The rally has been powerful, surprising, and mostly discredited the entire way. It is often said that bull markets climb a wall of worry, and today, there are many bricks stacked in that wall: Inflation, Delta variant, debt ceiling, Fed tapering, peak everything, tax increases, China crackdown…
While the risks above are all clear and present dangers, whether they derail the economy and the markets is just someone’s prediction of the future. On the other side of the wall of worry, our team sees reasons to be optimistic about the rest of 2021 and for 2022: Monumental liquidity from monetary and fiscal stimulus, low interest rates and mortgage rates, pent-up demand created by the lockdown, U.S. household balance sheets are in terrific shape…
But, it’s worth recognizing that the lingering concerns during a record bull market highlight that uncertainty is always present, even in best-of-times markets.
In recent conversations with investors, I’ve heard a common question: “Should we wait for a correction to invest?” I’ve heard it from both professional and non-professional investors alike. It is a common hesitation, particularly when trying to allocate capital after a recent period of strong performance.
After 11 years in this business, I have not met anyone who can consistently predict market tops or bottoms. I’ve seen people get it right once or twice, but rarely do they get it right more than that. The problem is two-fold: we don’t know when a correction will happen, and we don’t know when it will end. When you’re in a correction it looks like a risk, but when you look back on a correction it looks like an opportunity. Hindsight is always 20/20.
Legendary fund manager Peter Lynch summarized it beautifully: “More people have lost money waiting for corrections and anticipating corrections than in the actual corrections.” Based on my experience as an advisor, I have to agree with Mr. Lynch.
Most people know that maintaining a long-term outlook is the right strategy for their portfolios, their careers, and their relationships. These are the things in our lives that compound and that growth is worth waiting for. But keeping a longterm focus is easier said than done. Particularly in a world where we can make important money decisions with a few taps of our phones from anywhere and at any time we feel the need to make a change.
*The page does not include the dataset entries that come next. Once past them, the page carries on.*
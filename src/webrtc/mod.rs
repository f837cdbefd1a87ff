//! WebRTC signaling and session orchestration
//!
//! ```text
//! Browser <--- WebSocket (offer/answer/candidate) ---> run_session
//!    ^                                                     |
//!    |                                              PeerHandle (webrtc-rs)
//!    +------------------ RTP (H.264 / Opus) <---- shared MediaTracks
//! ```
//!
//! Every viewer gets its own peer connection; the capture tracks are
//! created once and attached to each peer.

pub mod config;
pub mod negotiation;
pub mod peer;
pub mod session;
pub mod signaling;

#[cfg(test)]
pub(crate) mod fake;

pub use config::WebRtcConfig;
pub use negotiation::{run_session, SessionContext, SignalFrame, TransportError};
pub use peer::{NegotiationEngine, PeerEvent, PeerEventSender, PeerHandle, RtcNegotiationEngine};
pub use session::{Session, SessionRegistry, SessionState};
pub use signaling::{
    parse_client_message, ClientMessage, ConnectionState, IceCandidate, SdpOffer,
    ServerMessage, SessionDescription,
};
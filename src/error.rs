use axum::{
    http::StatusCode,
    response::{IntoResponse, Response},
    Json,
};
use serde::Serialize;
use thiserror::Error;

/// Application-wide error type
#[derive(Error, Debug)]
pub enum AppError {
    #[error("Configuration error: {0}")]
    Config(String),

    #[error("{kind} device not found: '{identifier}'")]
    DeviceNotFound { kind: String, identifier: String },

    #[error("Media acquisition failed after {attempts} attempts: {reason}")]
    Acquisition { attempts: u32, reason: String },

    #[error("Capture error: {0}")]
    Capture(String),

    #[error("Protocol error: {0}")]
    Protocol(String),

    #[error("WebRTC error: {0}")]
    WebRtcError(String),

    #[error("Not found: {0}")]
    NotFound(String),

    #[error("IO error: {0}")]
    Io(#[from] std::io::Error),

    #[error("Serialization error: {0}")]
    Serialization(#[from] serde_json::Error),
}

/// Error response body
#[derive(Serialize)]
pub struct ErrorResponse {
    pub success: bool,
    pub message: String,
}

impl AppError {
    pub fn status_code(&self) -> StatusCode {
        match self {
            AppError::NotFound(_) | AppError::DeviceNotFound { .. } => StatusCode::NOT_FOUND,
            AppError::Protocol(_) | AppError::Serialization(_) => StatusCode::BAD_REQUEST,
            _ => StatusCode::INTERNAL_SERVER_ERROR,
        }
    }
}

impl IntoResponse for AppError {
    fn into_response(self) -> Response {
        let status = self.status_code();
        let body = ErrorResponse {
            success: false,
            message: self.to_string(),
        };

        tracing::error!(
            error_type = std::any::type_name_of_val(&self),
            error_message = %body.message,
            "Request failed"
        );

        (status, Json(body)).into_response()
    }
}

/// Result type alias
pub type Result<T> = std::result::Result<T, AppError>;
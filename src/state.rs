use std::sync::Arc;

use crate::config::AppConfig;
use crate::media::MediaManager;
use crate::webrtc::{NegotiationEngine, SessionContext, SessionRegistry};

/// Application-wide state shared across handlers
pub struct AppState {
    pub config: AppConfig,
    /// Owner of the shared capture tracks
    pub media: Arc<MediaManager>,
    /// Active viewer sessions
    pub registry: Arc<SessionRegistry>,
    /// Creates one peer connection per viewer
    pub engine: Arc<dyn NegotiationEngine>,
}

impl AppState {
    pub fn new(
        config: AppConfig,
        media: Arc<MediaManager>,
        registry: Arc<SessionRegistry>,
        engine: Arc<dyn NegotiationEngine>,
    ) -> Arc<Self> {
        Arc::new(Self {
            config,
            media,
            registry,
            engine,
        })
    }

    /// Context for a new signaling session, carrying the current tracks
    pub fn session_context(&self) -> SessionContext {
        SessionContext {
            engine: self.engine.clone(),
            registry: self.registry.clone(),
            tracks: self.media.tracks(),
            ice_gather_timeout: self.config.stream.ice_gather_timeout(),
        }
    }

    /// Close every session, then release the capture devices
    pub async fn shutdown(&self) {
        self.registry.close_all().await;
        self.media.close();
    }
}
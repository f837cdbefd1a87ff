//! Video capture and encoding
//!
//! V4L2 YUYV capture, conversion to I420 and software H.264 encoding into a
//! shared WebRTC track.

pub mod capture;
pub mod convert;
pub mod device;
pub mod encoder;

pub use capture::H264CaptureTrack;
pub use convert::{Yuv420pBuffer, YuyvConverter};
pub use device::{enumerate_video_devices, VideoDevice};
pub use encoder::{H264Encoder, H264Frame};
//! Audio capture and encoding
//!
//! This module provides:
//! - ALSA device enumeration
//! - ALSA capture
//! - Opus encoding into a shared WebRTC track

pub mod capture;
pub mod device;
pub mod encoder;

pub use capture::{AudioCaptureConfig, OpusCaptureTrack};
pub use device::enumerate_audio_devices;
pub use encoder::{OpusConfig, OpusEncoder, OpusFrame};
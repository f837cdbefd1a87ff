//! V4L2 device enumeration and format negotiation

use std::path::{Path, PathBuf};
use tracing::{debug, info, warn};
use v4l::capability::Flags;
use v4l::prelude::*;
use v4l::video::capture::Parameters;
use v4l::video::Capture;
use v4l::{Format, FourCC};

use crate::error::{AppError, Result};
use crate::media::{DeviceInfo, DeviceKind};

/// Packed 4:2:2 format the capture loop converts from
pub const YUYV: &[u8; 4] = b"YUYV";

/// Wrapper around a V4L2 video device
pub struct VideoDevice {
    pub path: PathBuf,
    device: Device,
}

impl VideoDevice {
    /// Open a video device by path
    pub fn open(path: impl AsRef<Path>) -> Result<Self> {
        let path = path.as_ref().to_path_buf();
        debug!("Opening video device: {:?}", path);

        let device = Device::with_path(&path)
            .map_err(|e| AppError::Capture(format!("Failed to open device {:?}: {}", path, e)))?;

        Ok(Self { path, device })
    }

    /// Card name and whether the device can capture
    pub fn describe(&self) -> Result<(String, bool)> {
        let caps = self
            .device
            .query_caps()
            .map_err(|e| AppError::Capture(format!("Failed to query capabilities: {}", e)))?;

        let can_capture = caps.capabilities.contains(Flags::VIDEO_CAPTURE)
            || caps.capabilities.contains(Flags::VIDEO_CAPTURE_MPLANE);
        Ok((caps.card, can_capture))
    }

    /// Whether the driver offers YUYV
    pub fn supports_yuyv(&self) -> bool {
        match self.device.enum_formats() {
            Ok(formats) => formats.iter().any(|f| f.fourcc == FourCC::new(YUYV)),
            Err(e) => {
                debug!("Failed to enumerate formats for {:?}: {}", self.path, e);
                false
            }
        }
    }

    /// Request YUYV at the given size; returns the size the driver chose
    pub fn set_yuyv_format(&self, width: u32, height: u32) -> Result<(u32, u32)> {
        let fmt = Format::new(width, height, FourCC::new(YUYV));

        let actual = self
            .device
            .set_format(&fmt)
            .map_err(|e| AppError::Capture(format!("Failed to set format: {}", e)))?;

        if actual.fourcc != FourCC::new(YUYV) {
            return Err(AppError::Capture(format!(
                "Device {:?} does not support YUYV (got {})",
                self.path, actual.fourcc
            )));
        }

        if actual.width != width || actual.height != height {
            warn!(
                "Requested {}x{}, got {}x{}",
                width, height, actual.width, actual.height
            );
        }

        Ok((actual.width, actual.height))
    }

    /// Request a frame rate; failures are not fatal
    pub fn set_fps(&self, fps: u32) {
        if let Err(e) = self.device.set_params(&Parameters::with_fps(fps)) {
            warn!("Failed to set {} fps on {:?}: {}", fps, self.path, e);
        }
    }

    pub fn inner(&self) -> &Device {
        &self.device
    }
}

/// Enumerate all video capture devices, ordered by path
pub fn enumerate_video_devices() -> Result<Vec<DeviceInfo>> {
    let mut paths: Vec<PathBuf> = std::fs::read_dir("/dev")
        .map_err(|e| AppError::Capture(format!("Failed to read /dev: {}", e)))?
        .filter_map(|entry| entry.ok())
        .map(|entry| entry.path())
        .filter(|path| {
            path.file_name()
                .and_then(|n| n.to_str())
                .is_some_and(|n| n.starts_with("video"))
        })
        .collect();
    paths.sort_by_key(|p| device_index(p));

    let mut devices = Vec::new();
    for path in paths {
        let device = match VideoDevice::open(&path) {
            Ok(d) => d,
            Err(e) => {
                debug!("{}", e);
                continue;
            }
        };

        match device.describe() {
            Ok((card, true)) => {
                info!("Found capture device: {} ({:?})", card, path);
                devices.push(DeviceInfo::new(
                    path.to_string_lossy(),
                    card,
                    DeviceKind::VideoInput,
                ));
            }
            Ok((_, false)) => debug!("Skipping non-capture device: {:?}", path),
            Err(e) => debug!("Failed to get info for {:?}: {}", path, e),
        }
    }

    info!("Found {} video capture devices", devices.len());
    Ok(devices)
}

/// Numeric suffix of `/dev/videoN`, for natural ordering
fn device_index(path: &Path) -> u32 {
    path.file_name()
        .and_then(|n| n.to_str())
        .and_then(|n| n.strip_prefix("video"))
        .and_then(|n| n.parse().ok())
        .unwrap_or(u32::MAX)
}

#[cfg(test)]
mod tests {
    use super::*;

    #[test]
    fn test_device_index_ordering() {
        let mut paths = vec![
            PathBuf::from("/dev/video10"),
            PathBuf::from("/dev/video2"),
            PathBuf::from("/dev/video0"),
        ];
        paths.sort_by_key(|p| device_index(p));
        assert_eq!(paths[0], PathBuf::from("/dev/video0"));
        assert_eq!(paths[2], PathBuf::from("/dev/video10"));
    }

    #[test]
    fn test_open_missing_device() {
        assert!(VideoDevice::open("/dev/video-does-not-exist").is_err());
    }
}
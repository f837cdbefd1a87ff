use serde::{Deserialize, Serialize};
use std::path::PathBuf;
use std::time::Duration;

/// Default public STUN server
pub const DEFAULT_STUN_SERVER: &str = "stun:stun.l.google.com:19302";

/// Number of capture attempts before giving up
pub const DEFAULT_CAPTURE_RETRIES: u32 = 5;

/// Delay between capture attempts in seconds
pub const DEFAULT_CAPTURE_RETRY_DELAY_SECS: u64 = 5;

/// Time to wait for ICE gathering before sending the answer (ms)
pub const DEFAULT_ICE_GATHER_TIMEOUT_MS: u64 = 5000;

/// Main application configuration
#[derive(Debug, Clone, Default, Serialize, Deserialize)]
#[serde(default)]
pub struct AppConfig {
    /// Capture device and codec settings
    pub capture: CaptureConfig,
    /// WebRTC negotiation settings
    pub stream: StreamConfig,
    /// Web server settings
    pub web: WebConfig,
}

/// Capture configuration
#[derive(Debug, Clone, Serialize, Deserialize)]
#[serde(default)]
pub struct CaptureConfig {
    /// Video device identifier (id, label or hex-encoded label)
    pub video_identifier: Option<String>,
    /// Audio device identifier (id, label or hex-encoded label)
    pub audio_identifier: Option<String>,
    /// Capture width
    pub width: u32,
    /// Capture height
    pub height: u32,
    /// Capture frame rate
    pub fps: u32,
    /// Video bitrate in bps
    pub video_bitrate: u32,
    /// Audio bitrate in bps
    pub audio_bitrate: u32,
    /// Acquisition attempts
    pub retries: u32,
    /// Delay between acquisition attempts in seconds
    pub retry_delay_secs: u64,
}

impl Default for CaptureConfig {
    fn default() -> Self {
        Self {
            video_identifier: None,
            audio_identifier: None,
            width: 640,
            height: 480,
            fps: 30,
            video_bitrate: 1_500_000,
            audio_bitrate: 64_000,
            retries: DEFAULT_CAPTURE_RETRIES,
            retry_delay_secs: DEFAULT_CAPTURE_RETRY_DELAY_SECS,
        }
    }
}

impl CaptureConfig {
    /// Delay between acquisition attempts
    pub fn retry_delay(&self) -> Duration {
        Duration::from_secs(self.retry_delay_secs)
    }
}

/// Streaming (WebRTC) configuration
#[derive(Debug, Clone, Serialize, Deserialize)]
#[serde(default)]
pub struct StreamConfig {
    /// STUN server URLs
    pub stun_servers: Vec<String>,
    /// ICE gathering timeout for the answer (ms)
    pub ice_gather_timeout_ms: u64,
}

impl Default for StreamConfig {
    fn default() -> Self {
        Self {
            stun_servers: vec![DEFAULT_STUN_SERVER.to_string()],
            ice_gather_timeout_ms: DEFAULT_ICE_GATHER_TIMEOUT_MS,
        }
    }
}

impl StreamConfig {
    /// ICE gathering timeout
    pub fn ice_gather_timeout(&self) -> Duration {
        Duration::from_millis(self.ice_gather_timeout_ms)
    }
}

/// Web server configuration
#[derive(Debug, Clone, Serialize, Deserialize)]
#[serde(default)]
pub struct WebConfig {
    /// HTTP port
    pub http_port: u16,
    /// Bind address
    pub bind_address: String,
    /// Viewer page served at `/`
    pub client_html: PathBuf,
}

impl Default for WebConfig {
    fn default() -> Self {
        Self {
            http_port: 8080,
            bind_address: "0.0.0.0".to_string(),
            client_html: PathBuf::from("./client.html"),
        }
    }
}

#[cfg(test)]
mod tests {
    use super::*;

    #[test]
    fn test_defaults() {
        let config = AppConfig::default();
        assert_eq!(config.capture.retries, 5);
        assert_eq!(config.capture.retry_delay(), Duration::from_secs(5));
        assert_eq!(config.stream.ice_gather_timeout(), Duration::from_secs(5));
        assert_eq!(config.stream.stun_servers, vec![DEFAULT_STUN_SERVER]);
        assert_eq!(config.web.http_port, 8080);
    }

    #[test]
    fn test_partial_json_uses_defaults() {
        let config: AppConfig =
            serde_json::from_str(r#"{"web":{"http_port":9000}}"#).unwrap();
        assert_eq!(config.web.http_port, 9000);
        assert_eq!(config.web.bind_address, "0.0.0.0");
        assert_eq!(config.capture.fps, 30);
    }
}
It’s inevitable that there will be market declines, corrections, and, sometimes, crashes that will put your investments to the test. Although history offers a partial guide, these events are unknowable in terms of when they will occur, the magnitude of distress they can inflict, or how long they will last. These brief periods of stress, unfortunately, are part of what makes up the long-term.
Today’s problems will ultimately fade. Our country and the stock market has overcome worse, including World Wars, economic depressions, and presidential assassinations, and previous pandemics. While there is no magic investment strategy or asset allocation that can fully guard against uncertainty and future volatility, investors with a long-term focus can gain a significant advantage against the short-term noise.
As much as I encourage our clients to let their investment decisions be guided by the headlines in their lives, rather than the headlines on TV, it can still be difficult to ignore the excitement and suspense that the financial news networks deliver us each day. And when the stakes to our personal well-being are high – such as building a family legacy or enjoying retirement — investors justifiably want as much information as possible.
But successful long-term investing is more than choosing the right investments or timing the market. Your returns are also determined by how you respond when the world gets crazy. It doesn’t matter if you have the perfect investment strategy if you bail at the exact wrong time. If you want a strategy to compound for you, then you must stick with it through thick and thin.
Our emotional response to investing is perhaps the most often overlooked aspect of our financial lives. It is the one of the last frontiers of the investment landscape that hasn’t been solved by formula-wielding academics. Yet, the more experienced I become, the more I feel that keeping emotions out of money decisions is my most important responsibility to our clients and their success.